We now describe how pseudorandom functions and block ciphers are
practically constructed. The constructions given do not ensure the
pseudorandom property, and in fact do not even fit into the asymptotic
paradigm since the blocklength is typically fixed. Their design is
guided by heuristic principles and the practical evidence that so far
no attacks have been found.  As already mentioned, there are other,
less efficient constructions that merely require the existence of a
PRG, but again, the latter has not yet been shown to exist
unconditionally.

In this section, a block cipher (of key length n and block length l)
thus is simply a function F:{0,1}^n x {0,1}^l -> {0,1}^l such that F_k
given by F_k(m)=F(k,m) is invertible (a permutation) for each k.

Claude Shannon formulated two important principles guiding the design
of block ciphers:

Confusion: statistical regularities in the plaintexts, e.g. letter
frequencies or frequencies of n-grams should not show up in the
ciphertext.

Diffusion: changing one bit of the plaintext should (on average)
change a large proportion, e.g. one half of the bits in the
ciphertext.

These principles are not rigorously defined and should be seen rather
as guidelines.

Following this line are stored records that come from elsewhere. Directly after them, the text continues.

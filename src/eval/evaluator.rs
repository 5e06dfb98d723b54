//! Top-level frame evaluation.
//!
//! [`Evaluator`] binds a validated [`Show`] to a precomputed audio plan, then
//! produces one [`FrameScene`] per requested frame. Evaluation is pure: the
//! same show and frame always yield the same scene, so frames can be computed
//! in any order or in parallel.

use rayon::prelude::*;

use crate::audio::cues::{self, AudioPlan};
use crate::eval::fingerprint::{self, SceneFingerprint};
use crate::eval::{backroom, kamishibai, news, opening};
use crate::foundation::core::{Canvas, Fps, FrameIndex, FrameRange};
use crate::foundation::error::{KawaraError, KawaraResult};
use crate::scene::tree::FrameScene;
use crate::show::props::{Show, ShowKind};
use crate::timeline::script::back_room_start;

/// Shared per-frame inputs handed to the kind-specific emitters.
#[derive(Clone, Copy)]
pub(crate) struct EvalCtx {
    pub frame: FrameIndex,
    pub fps: Fps,
    pub canvas: Canvas,
    pub duration: u64,
}

/// Evaluates show frames into declarative scene trees.
///
/// Construction validates the show once and lays out the whole-show audio
/// plan, so [`Evaluator::evaluate`] does no re-validation per frame.
pub struct Evaluator<'a> {
    show: &'a Show,
    slide_duration: u64,
    back_room_start: Option<FrameIndex>,
    audio: AudioPlan,
}

impl<'a> Evaluator<'a> {
    pub fn new(show: &'a Show) -> KawaraResult<Self> {
        show.validate()?;
        let duration = show.duration_in_frames;
        let (slide_duration, entry, audio) = match &show.kind {
            ShowKind::NewsShow(props) => {
                let slide_duration = props.effective_slide_duration();
                let entry = back_room_start(&props.script);
                let plan = cues::news_plan(props, slide_duration, entry, duration)?;
                (slide_duration, entry, plan)
            }
            ShowKind::BackRoomScene(props) => (0, None, cues::back_room_plan(props, duration)?),
            ShowKind::ConsultationOpening(props) => {
                (0, None, cues::consultation_plan(props, show.fps, duration)?)
            }
            ShowKind::Kamishibai(props) => (0, None, cues::kamishibai_plan(props, duration)?),
        };
        Ok(Self {
            show,
            slide_duration,
            back_room_start: entry,
            audio,
        })
    }

    pub fn show(&self) -> &Show {
        self.show
    }

    /// Every audio cue the show will ever play, with its active window.
    pub fn audio_plan(&self) -> &AudioPlan {
        &self.audio
    }

    /// Builds the full scene tree and active audio cues for one frame.
    ///
    /// Nodes come back sorted for painting (ascending z, ties in emit order).
    #[tracing::instrument(skip(self), fields(frame = frame.0))]
    pub fn evaluate(&self, frame: FrameIndex) -> KawaraResult<FrameScene> {
        if frame.0 >= self.show.duration_in_frames {
            return Err(KawaraError::evaluation(format!(
                "frame {} is out of bounds for duration {}",
                frame.0, self.show.duration_in_frames
            )));
        }
        let ctx = EvalCtx {
            frame,
            fps: self.show.fps,
            canvas: self.show.canvas,
            duration: self.show.duration_in_frames,
        };

        let mut scene = FrameScene::new(frame);
        match &self.show.kind {
            ShowKind::NewsShow(props) => news::emit(
                &mut scene.nodes,
                props,
                ctx,
                self.slide_duration,
                self.back_room_start,
            )?,
            ShowKind::BackRoomScene(props) => backroom::emit(&mut scene.nodes, props, ctx)?,
            ShowKind::ConsultationOpening(props) => opening::emit(&mut scene.nodes, props, ctx)?,
            ShowKind::Kamishibai(props) => kamishibai::emit(&mut scene.nodes, props, ctx)?,
        }
        scene.audio = self.audio.at(frame);
        scene.sort_for_paint();
        Ok(scene)
    }

    /// Evaluates every `step`-th frame of `range`, in ascending order.
    pub fn evaluate_range(&self, range: FrameRange, step: u64) -> KawaraResult<Vec<FrameScene>> {
        let frames = range_frames(range, step)?;
        let mut scenes = Vec::with_capacity(frames.len());
        for frame in frames {
            scenes.push(self.evaluate(frame)?);
        }
        Ok(scenes)
    }

    /// Like [`Evaluator::evaluate_range`], fanned out across the rayon pool.
    /// Output order matches the serial version.
    pub fn evaluate_range_parallel(
        &self,
        range: FrameRange,
        step: u64,
    ) -> KawaraResult<Vec<FrameScene>> {
        let frames = range_frames(range, step)?;
        let results = frames
            .par_iter()
            .map(|frame| self.evaluate(*frame))
            .collect::<Vec<_>>();
        let mut scenes = Vec::with_capacity(results.len());
        for result in results {
            scenes.push(result?);
        }
        Ok(scenes)
    }

    /// Stable digest of one frame's evaluated scene.
    pub fn fingerprint(&self, frame: FrameIndex) -> KawaraResult<SceneFingerprint> {
        let scene = self.evaluate(frame)?;
        Ok(fingerprint::fingerprint_scene(&scene))
    }
}

fn range_frames(range: FrameRange, step: u64) -> KawaraResult<Vec<FrameIndex>> {
    if step == 0 {
        return Err(KawaraError::validation("frame step must be at least 1"));
    }
    Ok((range.start.0..range.end.0)
        .step_by(step as usize)
        .map(FrameIndex)
        .collect())
}

#[cfg(test)]
mod tests {
    use super::*;
    use crate::show::dsl::ShowBuilder;
    use crate::timeline::script::{SECTION_BACK_ROOM, Speaker};

    fn tiny_show() -> Show {
        let mut builder = ShowBuilder::news("年金ニュース", 600)
            .narration("audio/ep1.wav")
            .background("backgrounds/studio.png")
            .line(Speaker::Katsumi, "こんにちは", 0, 300)
            .line(Speaker::Hiroshi, "年金の話です", 300, 600);
        builder = builder.key_point("受給額が変わる");
        match builder.build() {
            Ok(show) => show,
            Err(err) => panic!("fixture show must validate: {err}"),
        }
    }

    #[test]
    fn evaluate_is_deterministic() {
        let show = tiny_show();
        let eval = Evaluator::new(&show).unwrap();
        let a = eval.evaluate(FrameIndex(120)).unwrap();
        let b = eval.evaluate(FrameIndex(120)).unwrap();
        assert_eq!(a, b);
        assert_eq!(
            eval.fingerprint(FrameIndex(120)).unwrap(),
            eval.fingerprint(FrameIndex(120)).unwrap()
        );
    }

    #[test]
    fn evaluate_rejects_out_of_bounds_frames() {
        let show = tiny_show();
        let eval = Evaluator::new(&show).unwrap();
        let err = eval.evaluate(FrameIndex(600)).unwrap_err();
        assert!(err.to_string().contains("out of bounds"));
    }

    #[test]
    fn nodes_come_back_sorted_by_z() {
        let show = tiny_show();
        let eval = Evaluator::new(&show).unwrap();
        let scene = eval.evaluate(FrameIndex(60)).unwrap();
        assert!(!scene.nodes.is_empty());
        for pair in scene.nodes.windows(2) {
            assert!(pair[0].z <= pair[1].z);
        }
    }

    #[test]
    fn narration_and_bgm_are_active_from_frame_zero_without_a_slide() {
        let show = tiny_show();
        let eval = Evaluator::new(&show).unwrap();
        let scene = eval.evaluate(FrameIndex(0)).unwrap();
        let assets: Vec<&str> = scene.audio.iter().map(|c| c.asset.as_str()).collect();
        assert!(assets.contains(&"audio/ep1.wav"));
        assert!(assets.contains(&"main_bgm.mp3"));
    }

    #[test]
    fn range_evaluation_steps_through_frames() {
        let show = tiny_show();
        let eval = Evaluator::new(&show).unwrap();
        let range = FrameRange::new(FrameIndex(0), FrameIndex(10)).unwrap();
        let scenes = eval.evaluate_range(range, 4).unwrap();
        let frames: Vec<u64> = scenes.iter().map(|s| s.frame.0).collect();
        assert_eq!(frames, vec![0, 4, 8]);

        let err = eval.evaluate_range(range, 0).unwrap_err();
        assert!(err.to_string().contains("step"));
    }

    #[test]
    fn parallel_range_matches_serial_order() {
        let show = tiny_show();
        let eval = Evaluator::new(&show).unwrap();
        let range = FrameRange::new(FrameIndex(0), FrameIndex(24)).unwrap();
        let serial = eval.evaluate_range(range, 3).unwrap();
        let parallel = eval.evaluate_range_parallel(range, 3).unwrap();
        assert_eq!(serial, parallel);
    }

    #[test]
    fn construction_rejects_invalid_shows() {
        let mut show = tiny_show();
        show.duration_in_frames = 0;
        assert!(Evaluator::new(&show).is_err());
    }

    #[test]
    fn back_room_frames_black_out_the_studio() {
        let mut builder = ShowBuilder::news("年金ニュース", 1200)
            .narration("audio/ep2.wav")
            .background("backgrounds/studio.png")
            .line(Speaker::Katsumi, "本編です", 0, 900);
        builder = builder.script_line(crate::timeline::script::ScriptLine {
            speaker: Speaker::Hiroshi,
            text: "お疲れさまでした".to_owned(),
            emotion: String::new(),
            start_frame: FrameIndex(900),
            end_frame: FrameIndex(1200),
            section: Some(SECTION_BACK_ROOM.to_owned()),
        });
        let show = builder.build().unwrap();
        let eval = Evaluator::new(&show).unwrap();

        let scene = eval.evaluate(FrameIndex(1000)).unwrap();
        assert!(scene.nodes.iter().any(|n| n.id == "backdrop.backroom"));
    }
}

The following procedure shows intuitively how they
could be observed.

Let us say that the key comprises 16 byte-substitutions f_1, ... f_16
: {0,1}^8->{0,1}^8, e.g. various shifts or other operations. So k =
(f_1,..,f_16). A first attempt at constructing a block cipher of
length 128 would be as follows:

F_k(x) = f_1(x_1) ... f_16(x_16)

where x is decomposed into 16 consecutive 8-bit blocks (bytes) x_1
.. x_16.


This introduces confusion because each byte is subjected to a
different permutation. However, the cipher still has insufficient
diffusion since x1 only influences the first byte of the ciphertext
etc. This lack of diffusion implies in particular that with chosen
plaintexts we can learn parts of the value tables of individual key
substitutions. 

To remedy this, we subject the individual bits of the ciphertext to
some global, known permutation P:{1..128}->{1..128} of the positions
and repeat this entire procedure several times ("rounds"). After a few
rounds a large degree of diffusion will be reached ("avalanche
effect") provided that the permutation mixes across block boundaries
and that the substitutions in themselves already achieve a certain
degree of diffusion in the sense that each input bit influences
several output bits and vice versa.

The substitutions and permutations used in each round need not always
be the same which then leads to the following general pattern.
Repeatedly break the text into equal size blocks, e.g. bytes which are
subjected to individual substitutions. Afterwards, the bits are
shuffled across the entire text using a permutation of the
positions. The key determines the substitutions and permutations being
used. Some of them may be independent of the key.


S/P-networks
- - - - - - -

A substitution-permutation network (S/P-network) implements this idea
in principle, however, neither the substitutions f_i, nor the
permutations on positions depend on the key but are rather fixed
upfront. In this way, confusion and diffusion are maintained, but of
course key dependency needs to be introduced one way or another. This
happens by XOR-ing the intermediate results with parts of or a known
function of the key. The key itself is often called *master key* and
the portions of it used as XOR-masks in the different rounds are known
as *key schedule*. The substitution functions being used are commonly
known as *S-boxes*. The permutations on positions are called *mixing
permutations*. Thus, in an S/P-network the message is repeatedly
subjected to the following three steps:

a) XOR-ing with keys derived from the master key through a key schedule
b) blockwise application of the S-boxes
c) global application of a mixing permutation

There are a number of principles to be followed when designing an
S/P-network.

1. The S-boxes used *should be invertible* for otherwise one would not
obtain an invertible cipher in the end.

2. The S-boxes *should not be linear* functions in the sense of XOR
for then the entire cipher would be a linear function which opens it
up to a variety of attacks based on solving linear equations, see
below. In fact they should not even be close to linear functions in
the sense of Hamming distance. 

3. The S-boxes should implement the *avalanche effect*. Changing one
bit in the input changes at least two bits in the output no matter
what the other bits are set to. In addition, the mixing permutations
should spread the output bits of any given S-box, i.e. in one block to
different S-boxes, i.e. blocks in the next round.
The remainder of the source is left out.